Rembrandt's The Night Watch is an example of a very specific type of painting that was unique to the northern Netherlands, with the majority commissioned in the city of Amsterdam. It is a group portrait of a company of civic guards. The main purpose of these guards was to serve as defenders of their cities. As such, they were tasked with guarding the gates, guarding the streets, putting out fires, and generally maintaining order throughout the city. In addition, they were an important presence at parades held for visiting royalty and on other festive occasions.

Each company had their own guild hall, as well as a shooting range where they could practice with the specific weapon associated with their group, be it a longbow, crossbow, or firearm. According to tradition, these assembly halls were decorated with group portraits of their most distinguished members, which served not only to record the resemblance of these citizens, but more importantly to affirm the power and individuality of the city they defended. In short, these images helped promote a sense of pride and civic duty.

The name of the painting, The Night Watch, came in the 1790s, when the varnish on the painting had darkened and was dirty enough to appear an eerie twilight night scene.

Rembrandt and The Night Watch - from sunset to glory

Two factors contributed greatly to Rembrandt's troubles in the second half of the century. The artist became more and more extravagant: the great house in which he lived, the curiosities and antiques that surrounded him, the acquisition of fine art. The other aspect had to do with his loose and free handling of the paint.

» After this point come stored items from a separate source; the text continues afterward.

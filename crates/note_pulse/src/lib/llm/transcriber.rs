use std::{
    fmt::{Debug, Display},
    future::Future,
    path::Path,
};

use crate::types::TranscriptResult;

/// Speech-to-text backend.
///
/// Constructed once at bootstrap and handed to the processor builder.
pub trait Transcriber {
    type Error: Debug + Display + Send + Sync + 'static;

    fn transcribe(
        &self,
        audio_path: &Path,
    ) -> impl Future<Output = Result<TranscriptResult, Self::Error>> + Send;
}

impl<T: Transcriber + Sync> Transcriber for &T {
    type Error = T::Error;

    fn transcribe(
        &self,
        audio_path: &Path,
    ) -> impl Future<Output = Result<TranscriptResult, Self::Error>> + Send {
        (**self).transcribe(audio_path)
    }
}
use std::{
    io,
    path::{Path, PathBuf},
};

use serde::{de::DeserializeOwned, Serialize};

use crate::{
    processor::status::write_atomic,
    types::{AudioArtifact, NoteResult, TranscriptResult},
};

/// Per-task stage checkpoints in the note output directory.
///
/// Reads never fail: a missing, unreadable or corrupt file is a cache miss.
#[derive(Debug, Clone)]
pub struct TaskCache {
    dir: PathBuf,
}

impl TaskCache {
    pub fn new(dir: impl Into<PathBuf>) -> Self {
        Self { dir: dir.into() }
    }

    pub fn audio_path(&self, task_id: &str) -> PathBuf {
        self.dir.join(format!("{task_id}_audio.json"))
    }

    pub fn transcript_path(&self, task_id: &str) -> PathBuf {
        self.dir.join(format!("{task_id}_transcript.json"))
    }

    pub fn markdown_path(&self, task_id: &str) -> PathBuf {
        self.dir.join(format!("{task_id}_markdown.md"))
    }

    pub fn note_path(&self, task_id: &str) -> PathBuf {
        self.dir.join(format!("{task_id}.json"))
    }

    async fn load_json<T: DeserializeOwned>(path: &Path) -> Option<T> {
        let bytes = match tokio::fs::read(path).await {
            Ok(bytes) => bytes,
            Err(e) if e.kind() == io::ErrorKind::NotFound => return None,
            Err(e) => {
                tracing::warn!(error = ?e, path = ?path, "Unreadable cache file, ignoring");
                return None;
            }
        };
        serde_json::from_slice(&bytes)
            .inspect_err(|e| tracing::warn!(error = ?e, path = ?path, "Corrupt cache file, ignoring"))
            .ok()
    }

    /// Failed cache writes are logged and otherwise ignored
    async fn store_json<T: Serialize>(path: &Path, value: &T) {
        let result = match serde_json::to_vec_pretty(value) {
            Ok(contents) => write_atomic(path, &contents).await,
            Err(e) => Err(e.into()),
        };
        if let Err(e) = result {
            tracing::warn!(error = ?e, path = ?path, "Failed to write cache file");
        }
    }

    pub async fn load_audio(&self, task_id: &str) -> Option<AudioArtifact> {
        Self::load_json(&self.audio_path(task_id)).await
    }

    pub async fn store_audio(&self, task_id: &str, audio: &AudioArtifact) {
        Self::store_json(&self.audio_path(task_id), audio).await
    }

    pub async fn load_transcript(&self, task_id: &str) -> Option<TranscriptResult> {
        Self::load_json(&self.transcript_path(task_id)).await
    }

    pub async fn store_transcript(&self, task_id: &str, transcript: &TranscriptResult) {
        Self::store_json(&self.transcript_path(task_id), transcript).await
    }

    /// Empty markdown counts as a miss
    pub async fn load_markdown(&self, task_id: &str) -> Option<String> {
        let path = self.markdown_path(task_id);
        match tokio::fs::read_to_string(&path).await {
            Ok(markdown) if !markdown.trim().is_empty() => Some(markdown),
            Ok(_) => None,
            Err(e) if e.kind() == io::ErrorKind::NotFound => None,
            Err(e) => {
                tracing::warn!(error = ?e, path = ?path, "Unreadable cache file, ignoring");
                None
            }
        }
    }

    pub async fn store_markdown(&self, task_id: &str, markdown: &str) {
        let path = self.markdown_path(task_id);
        if let Err(e) = write_atomic(&path, markdown.as_bytes()).await {
            tracing::warn!(error = ?e, path = ?path, "Failed to write cache file");
        }
    }

    pub async fn load_note(&self, task_id: &str) -> Option<NoteResult> {
        Self::load_json(&self.note_path(task_id)).await
    }

    pub async fn store_note(&self, task_id: &str, note: &NoteResult) {
        Self::store_json(&self.note_path(task_id), note).await
    }

    /// Removes every checkpoint of `task_id`
    #[tracing::instrument(skip(self))]
    pub async fn purge(&self, task_id: &str) -> io::Result<()> {
        for path in [
            self.audio_path(task_id),
            self.transcript_path(task_id),
            self.markdown_path(task_id),
            self.note_path(task_id),
        ] {
            match tokio::fs::remove_file(&path).await {
                Err(e) if e.kind() != io::ErrorKind::NotFound => return Err(e),
                _ => {}
            }
        }
        Ok(())
    }
}
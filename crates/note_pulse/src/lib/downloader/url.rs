use std::{path::Path, sync::LazyLock};

use regex::Regex;

static BILIBILI_ID_RE: LazyLock<Regex> =
    LazyLock::new(|| Regex::new(r"BV([0-9A-Za-z]+)").unwrap());
static YOUTUBE_ID_RE: LazyLock<Regex> = LazyLock::new(|| {
    Regex::new(r"(?:v=|youtu\.be/|shorts/)([0-9A-Za-z_-]{11})").unwrap()
});
static DOUYIN_ID_RE: LazyLock<Regex> = LazyLock::new(|| Regex::new(r"/video/(\d+)").unwrap());
static KUAISHOU_ID_RE: LazyLock<Regex> =
    LazyLock::new(|| Regex::new(r"/(?:short-video|fw/photo)/([0-9A-Za-z_-]+)").unwrap());

/// Platforms [`extract_video_id`] knows how to parse
pub const KNOWN_PLATFORMS: [&str; 6] = [
    "bilibili", "youtube", "douyin", "tiktok", "kuaishou", "local",
];

pub fn is_known_platform(platform: &str) -> bool {
    KNOWN_PLATFORMS.contains(&platform)
}

/// Extracts the platform's video id from `url`.
///
/// Used by the duplicate-submission guard, so it must agree with the
/// `video_id` the platform's downloader reports.
pub fn extract_video_id(url: &str, platform: &str) -> Option<String> {
    match platform {
        "bilibili" => BILIBILI_ID_RE
            .captures(url)
            .map(|caps| format!("BV{}", &caps[1])),
        "youtube" => YOUTUBE_ID_RE.captures(url).map(|caps| caps[1].to_string()),
        "douyin" | "tiktok" => DOUYIN_ID_RE.captures(url).map(|caps| caps[1].to_string()),
        "kuaishou" => KUAISHOU_ID_RE.captures(url).map(|caps| caps[1].to_string()),
        "local" => Path::new(url)
            .file_stem()
            .and_then(|s| s.to_str())
            .map(str::to_string),
        _ => None,
    }
}
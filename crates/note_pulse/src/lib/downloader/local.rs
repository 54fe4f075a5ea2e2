use std::path::{Path, PathBuf};

use async_trait::async_trait;
use serde_json::{Map, Value};

use crate::{
    downloader::Downloader,
    types::{AudioArtifact, DownloadQuality},
    video::{Ffmpeg, VideoProcessor},
};

const AUDIO_EXTENSIONS: [&str; 7] = ["mp3", "m4a", "wav", "aac", "flac", "ogg", "opus"];

/// Media source for files already on disk. The "url" is a filesystem path.
#[derive(Debug, Clone, Default)]
pub struct LocalDownloader {
    ffmpeg: Ffmpeg,
}

impl LocalDownloader {
    pub fn new(ffmpeg: Ffmpeg) -> Self {
        Self { ffmpeg }
    }

    fn is_audio(path: &Path) -> bool {
        path.extension()
            .and_then(|e| e.to_str())
            .map(|e| AUDIO_EXTENSIONS.contains(&e.to_ascii_lowercase().as_str()))
            .unwrap_or(false)
    }

    fn stem(path: &Path) -> anyhow::Result<String> {
        path.file_stem()
            .and_then(|s| s.to_str())
            .map(str::to_string)
            .ok_or_else(|| anyhow::anyhow!("invalid local media path: {}", path.display()))
    }
}

#[async_trait]
impl Downloader for LocalDownloader {
    #[tracing::instrument(skip(self))]
    async fn download(
        &self,
        url: &str,
        output_dir: &Path,
        quality: DownloadQuality,
        need_video: bool,
    ) -> anyhow::Result<AudioArtifact> {
        let source = PathBuf::from(url);
        if !tokio::fs::try_exists(&source).await.unwrap_or(false) {
            anyhow::bail!("local media file not found: {}", source.display());
        }
        let video_id = Self::stem(&source)?;

        let (audio_path, video_path) = if Self::is_audio(&source) {
            (source.clone(), None)
        } else {
            tokio::fs::create_dir_all(output_dir).await?;
            let audio_mp3_path = output_dir.join(format!("{video_id}.mp3"));
            if !tokio::fs::try_exists(&audio_mp3_path).await.unwrap_or(false) {
                self.ffmpeg
                    .extract_audio(&source, &audio_mp3_path, quality.bitrate_kbps())
                    .await?;
            }
            (audio_mp3_path, need_video.then(|| source.clone()))
        };

        let duration = self
            .ffmpeg
            .probe_duration(&audio_path)
            .await
            .inspect_err(|e| tracing::warn!(error = ?e, "Could not probe duration"))
            .unwrap_or(0.0);

        let mut raw_info = Map::new();
        raw_info.insert(
            "path".into(),
            Value::String(source.display().to_string()),
        );

        Ok(AudioArtifact {
            file_path: audio_path,
            title: video_id.clone(),
            duration,
            cover_url: None,
            platform: "local".into(),
            video_id,
            raw_info,
            video_path,
        })
    }

    async fn download_video(&self, url: &str, _output_dir: &Path) -> anyhow::Result<PathBuf> {
        let source = PathBuf::from(url);
        if Self::is_audio(&source) {
            anyhow::bail!("{} is an audio file, no video track", source.display());
        }
        if !tokio::fs::try_exists(&source).await.unwrap_or(false) {
            anyhow::bail!("local media file not found: {}", source.display());
        }
        Ok(source)
    }
}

His style was starting to go out of style. What was coming was the kind of highly polished "fine painting" practiced by the likes of Rembrandt's former student Gerrit Dou, who soon eclipsed his former teacher in terms of fame and success. Rembrandt had to wait until the rise of the Impressionists before he was, in a sense, "re-discovered" and put in his rightful place in art history.

Yet even after this masterpiece was cleaned of that grimy veneer in 1946, the painting has managed to hold on to the sensational mystery that surrounds it.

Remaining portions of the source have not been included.